Sebelumnya, ekonomi China tumbuh melambat pada kuartal III 2018. Tampaknya perang dagang dengan Amerika Serikat (AS) mempengaruhi laju pertumbuhan ekonomi China.

Negara dengan ekonomi terbesar kedua di dunia ini membukukan pertumbuhan ekonomi 6,5 persen pada kuartal III 2018. Pertumbuhan tersebut paling lemah sejak krisis keuangan global pada awal 2009. Pertumbuhan ekonomi itu bahkan di bawah harapan ekonom sekitar 6,6 persen.

Ekonomi China kehilangan momentum pada 2018 menyusul upaya pemerintah mencoba mengendalikan tingkat utang yang tinggi. Ditambah tekanan dari AS dengan penerapan tarif impor terhadap barang China sekitar USD 250 miliar.

Pemerintahan China tak berdiam diri. Para pejabat China keluarkan sejumlah kebijakan untuk topang pertumbuhan ekonomi mulai dari pemangkasan pajak, pengeluaran biaya infrastruktur dan kebijakan moneter yang lebih longgar.

"Kami pikir pelonggaran lebih lanjut masih akan diperlukan untuk stabilkan pertumbuhan," ujar Ekonom Senior Capital Economics, Julian Evans-Pritchard, seperti dikutip dari laman CNN Money, Jumat 19 Oktober 2018.

Ia prediksi, perlambatan pertumbuhan ekonomi akan turun pada pertengahan 2019.

Sebelumnya pasar saham dan mata uang China dalam beberapa bulan terakhir terkena dampak kekhawatiran ekonomi dan perang dagang. Dengan rilis pertumbuhan ekonomi China pada Jumat pekan ini, pejabat ekonomi dan keuangan China berupaya berkoordinasi meredakan kekhawatiran investor.

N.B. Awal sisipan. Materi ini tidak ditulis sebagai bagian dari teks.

//! Resolution of path variables by repeated substitution until
//! nothing changes any more.

use kstring::KString;

use crate::{alist::AList,
            error::{ThemeError, ThemeErrorKind},
            pathmap::{PathMap, PathValue},
            var::{Expr, is_var},
            warn};

/// A path map without variables, neither as keys nor in values.
pub type ResolvedMap = AList<KString, Vec<String>>;

#[derive(Debug, Clone, PartialEq, Eq)]
pub enum Eval {
    Paths(Vec<String>),
    /// The referenced variable exists but still holds expressions.
    Pending,
}

/// Evaluate a single expression against the current state of `vars`.
pub fn calc_exp(exp: &Expr, vars: &PathMap) -> Result<Eval, ThemeError> {
    let value = vars.get(exp.name).ok_or_else(
        || ThemeErrorKind::UndefinedVariable {
            name: KString::from_ref(exp.name),
            expr: exp.to_string(),
        })?;
    if value.has_vars() {
        return Ok(Eval::Pending)
    }
    Ok(Eval::Paths(value.as_slice().iter().map(|p| exp.apply(p)).collect()))
}

/// Evaluate every expression in `value`, keeping literals. Pending
/// only if at least one expression is; undefined variables are
/// reported even then.
pub fn calc_value(value: &PathValue, vars: &PathMap) -> Result<Eval, ThemeError> {
    let mut paths = Vec::new();
    let mut pending = false;
    for item in value.as_slice() {
        if let Some(exp) = Expr::parse(item) {
            match calc_exp(&exp, vars)? {
                Eval::Paths(p) => paths.extend(p),
                Eval::Pending => pending = true,
            }
        } else {
            paths.push(item.clone());
        }
    }
    if pending {
        Ok(Eval::Pending)
    } else {
        Ok(Eval::Paths(paths))
    }
}

/// Substitute variables until a full pass makes no progress, then
/// drop the variable-keyed (scratch) entries. Entries with path keys
/// that still hold expressions at that point refer to each other in a
/// cycle; that's reported as `UnresolvedVariable`.
pub fn substitute_vars(mut vars: PathMap) -> Result<ResolvedMap, ThemeError> {
    let mut proceed = true;
    while proceed {
        proceed = false;
        for i in 0..vars.len() {
            let value = &vars.0[i].1;
            if ! value.has_vars() {
                continue;
            }
            if let Eval::Paths(paths) = calc_value(value, &vars)? {
                vars.0[i].1 = PathValue::Many(paths);
                proceed = true;
            }
        }
    }

    let mut res = ResolvedMap::new();
    for (key, value) in vars {
        let unresolved = value.as_slice().iter().find(|s| is_var(s)).cloned();
        if is_var(&key) {
            if let Some(expr) = unresolved {
                warn!("dropping variable {key:?} which never resolves, \
                       still refers to {expr:?}");
            }
            continue;
        }
        if let Some(expr) = unresolved {
            return Err(ThemeErrorKind::UnresolvedVariable { key, expr }.into())
        }
        res.insert(key, value.into_vec());
    }
    Ok(res)
}

#[cfg(test)]
mod tests {
    use super::*;

    fn map(entries: &[(&'static str, PathValue)]) -> PathMap {
        entries.iter().map(|(k, v)| (KString::from_static(*k), v.clone())).collect()
    }

    fn resolved(entries: &[(&'static str, &[&str])]) -> ResolvedMap {
        entries.iter()
            .map(|(k, v)| (KString::from_static(*k),
                           v.iter().map(|s| s.to_string()).collect()))
            .collect()
    }

    #[test]
    fn t_suffix_distribution() {
        let vars = map(&[("$a", PathValue::from(["/p1", "/p2"]))]);
        let exp = Expr::parse("$a/suffix").unwrap();
        assert_eq!(calc_exp(&exp, &vars).unwrap(),
                   Eval::Paths(vec!["/p1/suffix".into(), "/p2/suffix".into()]));
        let exp = Expr::parse("$a").unwrap();
        assert_eq!(calc_exp(&exp, &vars).unwrap(),
                   Eval::Paths(vec!["/p1".into(), "/p2".into()]));
    }

    #[test]
    fn t_pending_and_undefined() {
        let vars = map(&[("$a", PathValue::from("$b")),
                         ("$b", PathValue::from(["/x"]))]);
        assert_eq!(calc_exp(&Expr::parse("$a/w").unwrap(), &vars).unwrap(),
                   Eval::Pending);
        let e = calc_exp(&Expr::parse("$c/w").unwrap(), &vars).unwrap_err();
        match e.kind() {
            ThemeErrorKind::UndefinedVariable { name, expr } => {
                assert_eq!(name.as_str(), "$c");
                assert_eq!(expr, "$c/w");
            }
            _ => panic!("wrong error {e}"),
        }
    }

    #[test]
    fn t_substitute_chain() {
        // Declared in the "wrong" order, needs several passes
        let vars = map(&[
            ("/app/widgets", PathValue::from("$w")),
            ("$w", PathValue::from("$v/widgets")),
            ("$v", PathValue::from(["/theme/a/views", "/theme/b/views"])),
            ("/app/views", PathValue::from("$v")),
            ("/lit", PathValue::from("/just/this")),
        ]);
        assert_eq!(substitute_vars(vars).unwrap(),
                   resolved(&[
                       ("/app/widgets", &["/theme/a/views/widgets",
                                          "/theme/b/views/widgets"]),
                       ("/app/views", &["/theme/a/views", "/theme/b/views"]),
                       ("/lit", &["/just/this"]),
                   ]));
    }

    #[test]
    fn t_mixed_list() {
        let vars = map(&[
            ("$v", PathValue::from(["/t/a", "/t/b"])),
            ("/app", PathValue::from(["/first", "$v/x", "/last"])),
        ]);
        assert_eq!(substitute_vars(vars).unwrap(),
                   resolved(&[("/app", &["/first", "/t/a/x", "/t/b/x", "/last"])]));
    }

    #[test]
    fn t_idempotent() {
        let vars = map(&[
            ("$v", PathValue::from(["/t/a"])),
            ("/app", PathValue::from("$v")),
            ("/other", PathValue::from(["/o1", "/o2"])),
        ]);
        let once = substitute_vars(vars).unwrap();
        let again: PathMap = once.iter()
            .map(|(k, v)| (k.clone(), PathValue::Many(v.clone())))
            .collect();
        assert_eq!(substitute_vars(again).unwrap(), once);
    }

    #[test]
    fn t_no_dangling_vars() {
        let vars = map(&[
            ("$a", PathValue::from(["/a"])),
            ("$b", PathValue::from("$a/b")),
            ("/k", PathValue::from("$b")),
        ]);
        let res = substitute_vars(vars).unwrap();
        assert!(res.keys().all(|k| ! is_var(k)));
        assert!(res.values().flatten().all(|v| ! is_var(v)));
    }

    #[test]
    fn t_undefined() {
        let vars = map(&[("/x", PathValue::from("$undefined"))]);
        let e = substitute_vars(vars).unwrap_err();
        assert!(matches!(e.kind(), ThemeErrorKind::UndefinedVariable { .. }));
    }

    #[test]
    fn t_cycle() {
        let vars = map(&[
            ("$a", PathValue::from("$b")),
            ("$b", PathValue::from("$a/x")),
            ("/k", PathValue::from("$a")),
        ]);
        let e = substitute_vars(vars).unwrap_err();
        match e.kind() {
            ThemeErrorKind::UnresolvedVariable { key, expr } => {
                assert_eq!(key.as_str(), "/k");
                assert_eq!(expr, "$a");
            }
            _ => panic!("wrong error {e}"),
        }

        // A cycle nobody uses is dropped
        let vars = map(&[
            ("$a", PathValue::from("$a")),
            ("/k", PathValue::from("/lit")),
        ]);
        assert_eq!(substitute_vars(vars).unwrap(), resolved(&[("/k", &["/lit"])]));
    }
}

Pimpinan Bank Sentral China, Yi Gang, menuturkan tekanan di pasar saham tidak mencerminkan keadaan ekonomi. Ia menilai, pergerakannya stabil bergerak maju. Yi Gang menuturkan, pemerintah akan ambil lebih banyak langkah untuk dukung ekonomi.

Hal senada dikatakan oleh regulator sekuritas dan perbankan China. Pada perdagangan Jumat sore waktu setempat, indeks saham Shanghai naik dua persen.

Meski pertumbuhan melambat, China masih berada di jalur untuk memenuhi target pertumbuhan pemerintah pada 2018 sekitar 6,5 persen. Sejumlah ahli pun meragukan ketepatan data ekonomi China yang resmi. Hal itu termasuk output listrik dan pengiriman kargo yang menggabarkan lebih jelas apa yang terjadi.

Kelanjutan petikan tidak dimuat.